### Task goal
Go through the material and copy each line in which the word "ValueCount" shows up.

---------- Extracted information

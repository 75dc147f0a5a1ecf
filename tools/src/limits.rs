//! Input limits for decoding and encoding.

use std::fmt;

/// Bounds applied before any bytes are processed.
///
/// These protect the tools against pathological inputs, such as a multi
/// gigabyte file passed to `decode` by mistake.
#[derive(Debug, Clone, Copy, PartialEq, Eq)]
pub struct Limits {
    /// Maximum number of input bytes accepted by `decode`.
    pub max_input_bytes: usize,

    /// Maximum number of fields in a layout.
    pub max_fields: usize,
}

impl Default for Limits {
    fn default() -> Self {
        Self {
            max_input_bytes: 16 * 1024 * 1024,
            max_fields: 4096,
        }
    }
}

impl Limits {
    /// Creates limits suitable for testing with smaller values.
    #[must_use]
    pub const fn for_testing() -> Self {
        Self {
            max_input_bytes: 4096,
            max_fields: 32,
        }
    }

    /// Creates limits with no restrictions (use with caution).
    #[must_use]
    pub const fn unlimited() -> Self {
        Self {
            max_input_bytes: usize::MAX,
            max_fields: usize::MAX,
        }
    }

    /// Checks a layout's field count.
    pub const fn check_fields(&self, count: usize) -> Result<(), LimitError> {
        if count > self.max_fields {
            return Err(LimitError::TooManyFields {
                count,
                max: self.max_fields,
            });
        }
        Ok(())
    }

    /// Checks an input length.
    pub const fn check_input(&self, len: usize) -> Result<(), LimitError> {
        if len > self.max_input_bytes {
            return Err(LimitError::InputTooLarge {
                len,
                max: self.max_input_bytes,
            });
        }
        Ok(())
    }
}

/// A configured limit was exceeded.
#[derive(Debug, Clone, Copy, PartialEq, Eq)]
pub enum LimitError {
    InputTooLarge { len: usize, max: usize },
    TooManyFields { count: usize, max: usize },
}

impl fmt::Display for LimitError {
    fn fmt(&self, f: &mut fmt::Formatter<'_>) -> fmt::Result {
        match self {
            Self::InputTooLarge { len, max } => {
                write!(f, "input is {len} bytes, limit is {max}")
            }
            Self::TooManyFields { count, max } => {
                write!(f, "layout has {count} fields, limit is {max}")
            }
        }
    }
}

impl std::error::Error for LimitError {}

#[cfg(test)]
mod tests {
    use super::*;

    #[test]
    fn default_limits_are_reasonable() {
        let limits = Limits::default();
        assert!(limits.max_input_bytes >= 1024 * 1024);
        assert!(limits.max_fields >= 256);
    }

    #[test]
    fn testing_limits_are_smaller() {
        let default = Limits::default();
        let testing = Limits::for_testing();
        assert!(testing.max_input_bytes < default.max_input_bytes);
        assert!(testing.max_fields < default.max_fields);
    }

    #[test]
    fn checks_report_the_exceeded_limit() {
        let limits = Limits::for_testing();
        assert_eq!(limits.check_fields(32), Ok(()));
        assert_eq!(
            limits.check_fields(33),
            Err(LimitError::TooManyFields { count: 33, max: 32 })
        );
        assert_eq!(
            limits.check_input(4097),
            Err(LimitError::InputTooLarge { len: 4097, max: 4096 })
        );
        assert_eq!(Limits::unlimited().check_input(usize::MAX), Ok(()));
    }
}
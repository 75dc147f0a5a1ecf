//! Layout-driven encoding of textual values into raw bytes.

use std::fmt;

use buffer::{ByteOrdered, WriteError, WriteView};

use crate::layout::{FieldKind, FieldSpec, Layout};
use crate::limits::{LimitError, Limits};

/// Errors produced while encoding values.
#[derive(Debug, Clone, PartialEq, Eq)]
pub enum EncodeError {
    Limit(LimitError),
    /// The number of values does not match the layout.
    ValueCount { expected: usize, found: usize },
    /// A value could not be parsed as its field's type.
    InvalidValue {
        index: usize,
        kind: FieldKind,
        value: String,
    },
    /// A value did not fit in the output buffer.
    Write { index: usize, error: WriteError },
}

impl fmt::Display for EncodeError {
    fn fmt(&self, f: &mut fmt::Formatter<'_>) -> fmt::Result {
        match self {
            Self::Limit(err) => write!(f, "{err}"),
            Self::ValueCount { expected, found } => {
                write!(f, "layout has {expected} fields but {found} values were given")
            }
            Self::InvalidValue { index, kind, value } => {
                write!(f, "value {index} ('{value}') is not a valid {kind}")
            }
            Self::Write { index, error } => write!(f, "value {index}: {error}"),
        }
    }
}

impl std::error::Error for EncodeError {}

impl From<LimitError> for EncodeError {
    fn from(err: LimitError) -> Self {
        Self::Limit(err)
    }
}

/// Splits a comma-separated value list, trimming whitespace.
#[must_use]
pub fn split_values(csv: &str) -> Vec<&str> {
    if csv.trim().is_empty() {
        return Vec::new();
    }
    csv.split(',').map(str::trim).collect()
}

/// Encodes one value per field of `layout` into a freshly sized buffer.
pub fn encode_fields(
    layout: &Layout,
    values: &[&str],
    limits: &Limits,
) -> Result<Vec<u8>, EncodeError> {
    limits.check_fields(layout.fields().len())?;
    if values.len() != layout.fields().len() {
        return Err(EncodeError::ValueCount {
            expected: layout.fields().len(),
            found: values.len(),
        });
    }

    let mut bytes = vec![0u8; layout.byte_count()];
    let mut view = WriteView::new(&mut bytes);
    for (index, (spec, raw)) in layout.fields().iter().zip(values).enumerate() {
        write_field(&mut view, index, *spec, raw)?;
    }
    tracing::debug!(fields = values.len(), bytes = view.position(), "encoded layout");
    Ok(bytes)
}

fn write_field(
    view: &mut WriteView<'_>,
    index: usize,
    spec: FieldSpec,
    raw: &str,
) -> Result<(), EncodeError> {
    let endian = spec.resolved_endian();
    let written = match spec.kind {
        FieldKind::U8 => view.try_write_endian(parse::<u8>(index, spec.kind, raw)?, endian),
        FieldKind::U16 => view.try_write_endian(parse::<u16>(index, spec.kind, raw)?, endian),
        FieldKind::U32 => view.try_write_endian(parse::<u32>(index, spec.kind, raw)?, endian),
        FieldKind::U64 => view.try_write_endian(parse::<u64>(index, spec.kind, raw)?, endian),
        FieldKind::I8 => view.try_write_endian(parse::<i8>(index, spec.kind, raw)?, endian),
        FieldKind::I16 => view.try_write_endian(parse::<i16>(index, spec.kind, raw)?, endian),
        FieldKind::I32 => view.try_write_endian(parse::<i32>(index, spec.kind, raw)?, endian),
        FieldKind::I64 => view.try_write_endian(parse::<i64>(index, spec.kind, raw)?, endian),
        FieldKind::F32 => view.try_write_endian(parse::<f32>(index, spec.kind, raw)?, endian),
        FieldKind::F64 => view.try_write_endian(parse::<f64>(index, spec.kind, raw)?, endian),
        FieldKind::Bool => view.try_write_endian(parse_bool(index, raw)?, endian),
    };
    written
        .map(|_| ())
        .map_err(|error| EncodeError::Write { index, error })
}

fn parse<T>(index: usize, kind: FieldKind, raw: &str) -> Result<T, EncodeError>
where
    T: ByteOrdered + std::str::FromStr,
{
    raw.parse().map_err(|_| EncodeError::InvalidValue {
        index,
        kind,
        value: raw.to_string(),
    })
}

fn parse_bool(index: usize, raw: &str) -> Result<bool, EncodeError> {
    match raw {
        "true" | "1" => Ok(true),
        "false" | "0" => Ok(false),
        _ => Err(EncodeError::InvalidValue {
            index,
            kind: FieldKind::Bool,
            value: raw.to_string(),
        }),
    }
}

#[cfg(test)]
mod tests {
    use super::*;

    fn layout(text: &str) -> Layout {
        text.parse().unwrap()
    }

    #[test]
    fn encodes_mixed_layout() {
        let bytes = encode_fields(
            &layout("le:u32,be:u16,bool,le:u32"),
            &split_values("305419896, 43981, true, 4275878552"),
            &Limits::for_testing(),
        )
        .unwrap();
        assert_eq!(
            bytes,
            [0x78, 0x56, 0x34, 0x12, 0xAB, 0xCD, 0x01, 0x98, 0xBA, 0xDC, 0xFE]
        );
    }

    #[test]
    fn signed_and_float_fields() {
        let bytes = encode_fields(
            &layout("be:i16,le:f32"),
            &["-2", "1.5"],
            &Limits::for_testing(),
        )
        .unwrap();
        assert_eq!(bytes[..2], [0xFF, 0xFE]);
        assert_eq!(bytes[2..], 1.5f32.to_le_bytes());
    }

    #[test]
    fn value_count_must_match() {
        let err = encode_fields(&layout("u8,u8"), &["1"], &Limits::for_testing()).unwrap_err();
        assert_eq!(err, EncodeError::ValueCount { expected: 2, found: 1 });
    }

    #[test]
    fn invalid_value_names_field() {
        let err = encode_fields(&layout("u8,u8"), &["1", "300"], &Limits::for_testing())
            .unwrap_err();
        assert_eq!(
            err,
            EncodeError::InvalidValue {
                index: 1,
                kind: FieldKind::U8,
                value: "300".to_string(),
            }
        );
        assert!(err.to_string().contains("not a valid u8"));
    }

    #[test]
    fn bool_accepts_digits() {
        let bytes =
            encode_fields(&layout("bool,bool"), &["1", "false"], &Limits::for_testing()).unwrap();
        assert_eq!(bytes, [1, 0]);
    }

    #[test]
    fn split_values_handles_empty_input() {
        assert!(split_values("  ").is_empty());
        assert_eq!(split_values("1, 2 ,3"), vec!["1", "2", "3"]);
    }
}
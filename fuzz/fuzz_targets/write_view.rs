#![no_main]

use buffer::{BigEndian, Endian, LittleEndian, ReadView, WriteView};
use libfuzzer_sys::fuzz_target;

fuzz_target!(|data: &[u8]| {
    let Some((&len, ops)) = data.split_first() else {
        return;
    };
    let mut out = vec![0u8; usize::from(len)];
    let mut view = WriteView::new(&mut out);

    for (idx, &op) in ops.iter().take(1024).enumerate() {
        let value = u64::from(op).wrapping_mul(idx as u64 + 1);
        match op % 5 {
            0 => {
                let _ = view.try_write(op);
            }
            1 => {
                let _ = view.try_write((BigEndian(value as u16), LittleEndian(value)));
            }
            2 => {
                let _ = view.try_write_endian(value as u32, Endian::Little);
            }
            3 => {
                let _ = view.try_write_range(&[BigEndian(value as i16); 3]);
            }
            _ => {
                let _ = view.try_seek(usize::from(op));
            }
        }
        assert!(view.position() <= view.len());
    }

    // Whatever was written must read back without panicking.
    let written = view.position();
    let mut reader = ReadView::new(&out[..written]);
    while reader.try_read::<u8>().is_ok() {}
    assert!(reader.is_empty());
});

--------------------

### Exercise response
    ValueCount { expected: usize, found: usize },
            Self::ValueCount { expected, found } => {
        return Err(EncodeError::ValueCount {
        assert_eq!(err, EncodeError::ValueCount { expected: 2, found: 1 });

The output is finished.